___ Entries provided

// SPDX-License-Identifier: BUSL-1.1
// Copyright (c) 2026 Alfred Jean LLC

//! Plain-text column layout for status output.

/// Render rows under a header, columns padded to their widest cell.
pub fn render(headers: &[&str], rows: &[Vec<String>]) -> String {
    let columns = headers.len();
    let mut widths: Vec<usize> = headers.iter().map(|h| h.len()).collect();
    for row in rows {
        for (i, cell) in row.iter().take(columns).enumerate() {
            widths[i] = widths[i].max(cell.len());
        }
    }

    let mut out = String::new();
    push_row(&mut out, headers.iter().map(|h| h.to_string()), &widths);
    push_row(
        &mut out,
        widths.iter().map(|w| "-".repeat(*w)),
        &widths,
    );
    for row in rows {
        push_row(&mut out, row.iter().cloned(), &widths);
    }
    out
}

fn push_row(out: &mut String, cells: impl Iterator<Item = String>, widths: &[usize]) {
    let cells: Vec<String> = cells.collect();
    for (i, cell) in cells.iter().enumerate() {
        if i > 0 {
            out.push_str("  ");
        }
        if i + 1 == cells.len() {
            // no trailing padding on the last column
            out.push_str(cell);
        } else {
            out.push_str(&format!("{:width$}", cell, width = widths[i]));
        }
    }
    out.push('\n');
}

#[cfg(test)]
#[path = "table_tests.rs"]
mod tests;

______

=== Description of the task ===
Print each line above exactly as it stands.

=== Worked solution ===
// SPDX-License-Identifier: BUSL-1.1
// Copyright (c) 2026 Alfred Jean LLC

//! Plain-text column layout for status output.

/// Render rows under a header, columns padded to their widest cell.
pub fn render(headers: &[&str], rows: &[Vec<String>]) -> String {
    let columns = headers.len();
    let mut widths: Vec<usize> = headers.iter().map(|h| h.len()).collect();
    for row in rows {
        for (i, cell) in row.iter().take(columns).enumerate() {
            widths[i] = widths[i].max(cell.len());
        }
    }

    let mut out = String::new();
    push_row(&mut out, headers.iter().map(|h| h.to_string()), &widths);
    push_row(
        &mut out,
        widths.iter().map(|w| "-".repeat(*w)),
        &widths,
    );
    for row in rows {
        push_row(&mut out, row.iter().cloned(), &widths);
    }
    out
}

fn push_row(out: &mut String, cells: impl Iterator<Item = String>, widths: &[usize]) {
    let cells: Vec<String> = cells.collect();
    for (i, cell) in cells.iter().enumerate() {
        if i > 0 {
            out.push_str("  ");
        }
        if i + 1 == cells.len() {
            // no trailing padding on the last column
            out.push_str(cell);
        } else {
            out.push_str(&format!("{:width$}", cell, width = widths[i]));
        }
    }
    out.push('\n');
}

#[cfg(test)]
#[path = "table_tests.rs"]
mod tests;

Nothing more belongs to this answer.